*** The data ***

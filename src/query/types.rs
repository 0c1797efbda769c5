use serde::{Deserialize, Serialize};

/// Identifier for one structured query component.
#[derive(Debug, Clone, Copy, PartialEq, Eq, Hash)]
pub enum Component {
    CompanyName,
    Country,
    Year,
    ReportType,
}

impl Component {
    /// All components, in weight order (heaviest first).
    pub const ALL: [Component; 4] = [
        Component::CompanyName,
        Component::ReportType,
        Component::Year,
        Component::Country,
    ];

    #[inline]
    pub fn as_str(&self) -> &'static str {
        match self {
            Component::CompanyName => "company_name",
            Component::Country => "country",
            Component::Year => "year",
            Component::ReportType => "report_type",
        }
    }
}

impl std::fmt::Display for Component {
    fn fmt(&self, f: &mut std::fmt::Formatter<'_>) -> std::fmt::Result {
        f.write_str(self.as_str())
    }
}

/// Structured components extracted from one free-text query.
///
/// Produced once per distinct query string and shared read-only across all
/// of that query's candidates. `year`, when present, is a four-digit
/// numeral; `company_name` and `country` partition the text preceding it.
#[derive(Debug, Clone, Default, PartialEq, Eq, Serialize, Deserialize)]
pub struct QueryComponents {
    pub company_name: Option<String>,
    pub country: Option<String>,
    pub year: Option<String>,
    pub report_type: Option<String>,
}

impl QueryComponents {
    /// Returns every component with its value, in [`Component::ALL`] order.
    pub fn fields(&self) -> [(Component, Option<&str>); 4] {
        [
            (Component::CompanyName, self.company_name.as_deref()),
            (Component::ReportType, self.report_type.as_deref()),
            (Component::Year, self.year.as_deref()),
            (Component::Country, self.country.as_deref()),
        ]
    }

    /// Returns `true` if no component carries a value.
    pub fn is_empty(&self) -> bool {
        self.fields().iter().all(|(_, value)| value.is_none())
    }
}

***

The lines to return are those in the records above that hold the word "Debug".

Your response:
#[derive(Debug, Clone, Copy, PartialEq, Eq, Hash)]
#[derive(Debug, Clone, Default, PartialEq, Eq, Serialize, Deserialize)]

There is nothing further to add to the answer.